//! DXF reader for the model-space entities of a drawing, ASCII or binary.
//!
//! Decoding is done by the `dxf` crate. `LINE`, `LWPOLYLINE`, `POLYLINE`
//! and `ARC` carry their geometry; every other entity kind keeps its layer
//! and line type so it can still be counted and filtered.

use std::fs;
use std::io::{self, BufReader};
use std::path::Path;

use ::dxf::entities::{Arc, Entity, EntityType, LwPolyline, Polyline};
use nalgebra::Point3;
use wallmask_drawing::{Drawing, DrawingEntity, Geometry};

fn invalid(err: ::dxf::DxfError) -> io::Error {
    io::Error::new(io::ErrorKind::InvalidData, err.to_string())
}

/// Objects whose extrusion direction points down are drawn in a plane seen
/// from below: their object X axis and Z axis are the negated world ones.
fn extruded_downwards(direction: &::dxf::Vector) -> bool {
    direction.z < 0.0
}

fn arc_geometry(arc: &Arc) -> Geometry {
    let center = &arc.center;
    if extruded_downwards(&arc.normal) {
        // mirrored about the world Y axis, so the sweep runs the other way
        Geometry::Arc {
            center: Point3::new(-center.x, center.y, -center.z),
            radius: arc.radius,
            start_angle: (180.0 - arc.end_angle).rem_euclid(360.0),
            end_angle: (180.0 - arc.start_angle).rem_euclid(360.0),
        }
    } else {
        Geometry::Arc {
            center: Point3::new(center.x, center.y, center.z),
            radius: arc.radius,
            start_angle: arc.start_angle,
            end_angle: arc.end_angle,
        }
    }
}

fn lwpolyline_geometry(polyline: &LwPolyline, elevation: f64) -> Geometry {
    let (x_sign, z) = if extruded_downwards(&polyline.extrusion_direction) {
        (-1.0, -elevation)
    } else {
        (1.0, elevation)
    };
    Geometry::Polyline {
        vertices: polyline
            .vertices
            .iter()
            .map(|v| Point3::new(x_sign * v.x, v.y, z))
            .collect(),
    }
}

fn vertex_polyline_geometry(polyline: &Polyline) -> Geometry {
    Geometry::VertexPolyline {
        vertices: polyline
            .vertices()
            .map(|v| Point3::new(v.location.x, v.location.y, v.location.z))
            .collect(),
    }
}

/// DXF name of an entity kind that has no interpolation rule.
fn unsupported_kind(specific: &EntityType) -> String {
    let kind = match specific {
        EntityType::Circle(_) => "CIRCLE",
        EntityType::Ellipse(_) => "ELLIPSE",
        EntityType::Spline(_) => "SPLINE",
        EntityType::Text(_) => "TEXT",
        EntityType::MText(_) => "MTEXT",
        EntityType::Insert(_) => "INSERT",
        EntityType::Solid(_) => "SOLID",
        EntityType::Face3D(_) => "3DFACE",
        EntityType::ModelPoint(_) => "POINT",
        other => {
            let debug = format!("{other:?}");
            return debug
                .split(|c: char| !c.is_alphanumeric())
                .next()
                .unwrap_or_default()
                .to_ascii_uppercase();
        }
    };
    kind.to_string()
}

fn convert(entity: &Entity) -> DrawingEntity {
    let geometry = match &entity.specific {
        EntityType::Line(line) => Geometry::Line {
            start: Point3::new(line.p1.x, line.p1.y, line.p1.z),
            end: Point3::new(line.p2.x, line.p2.y, line.p2.z),
        },
        EntityType::LwPolyline(polyline) => lwpolyline_geometry(polyline, entity.common.elevation),
        EntityType::Polyline(polyline) => vertex_polyline_geometry(polyline),
        EntityType::Arc(arc) => arc_geometry(arc),
        other => Geometry::Unsupported {
            kind: unsupported_kind(other),
        },
    };
    DrawingEntity::new(
        entity.common.layer.as_str(),
        entity.common.line_type_name.as_str(),
        geometry,
    )
}

fn collect_model_space(source: &::dxf::Drawing) -> Drawing {
    let mut drawing = Drawing::new();
    let mut paper_space = 0usize;

    for entity in source.entities() {
        if entity.common.is_in_paper_space {
            paper_space += 1;
            continue;
        }
        drawing.push(convert(entity));
    }

    if paper_space > 0 {
        log::debug!("ignored {paper_space} paper-space entities");
    }
    log::debug!("read {} model-space entities", drawing.len());
    drawing
}

/// Parse the model-space entities of an ASCII DXF document.
pub fn parse_dxf(source: &str) -> io::Result<Drawing> {
    let parsed = ::dxf::Drawing::load(&mut source.as_bytes()).map_err(invalid)?;
    Ok(collect_model_space(&parsed))
}

/// Read a DXF file, ASCII or binary.
pub fn read_dxf(path: impl AsRef<Path>) -> io::Result<Drawing> {
    let mut reader = BufReader::new(fs::File::open(path)?);
    let parsed = ::dxf::Drawing::load(&mut reader).map_err(invalid)?;
    Ok(collect_model_space(&parsed))
}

- **Work task**
With the first line of the material as the start and the line containing "use nalgebra::Point3;" as the end, repeat that span exactly and add nothing.

- **Result for this exercise**
//! DXF reader for the model-space entities of a drawing, ASCII or binary.
//!
//! Decoding is done by the `dxf` crate. `LINE`, `LWPOLYLINE`, `POLYLINE`
//! and `ARC` carry their geometry; every other entity kind keeps its layer
//! and line type so it can still be counted and filtered.

use std::fs;
use std::io::{self, BufReader};
use std::path::Path;

use ::dxf::entities::{Arc, Entity, EntityType, LwPolyline, Polyline};
use nalgebra::Point3;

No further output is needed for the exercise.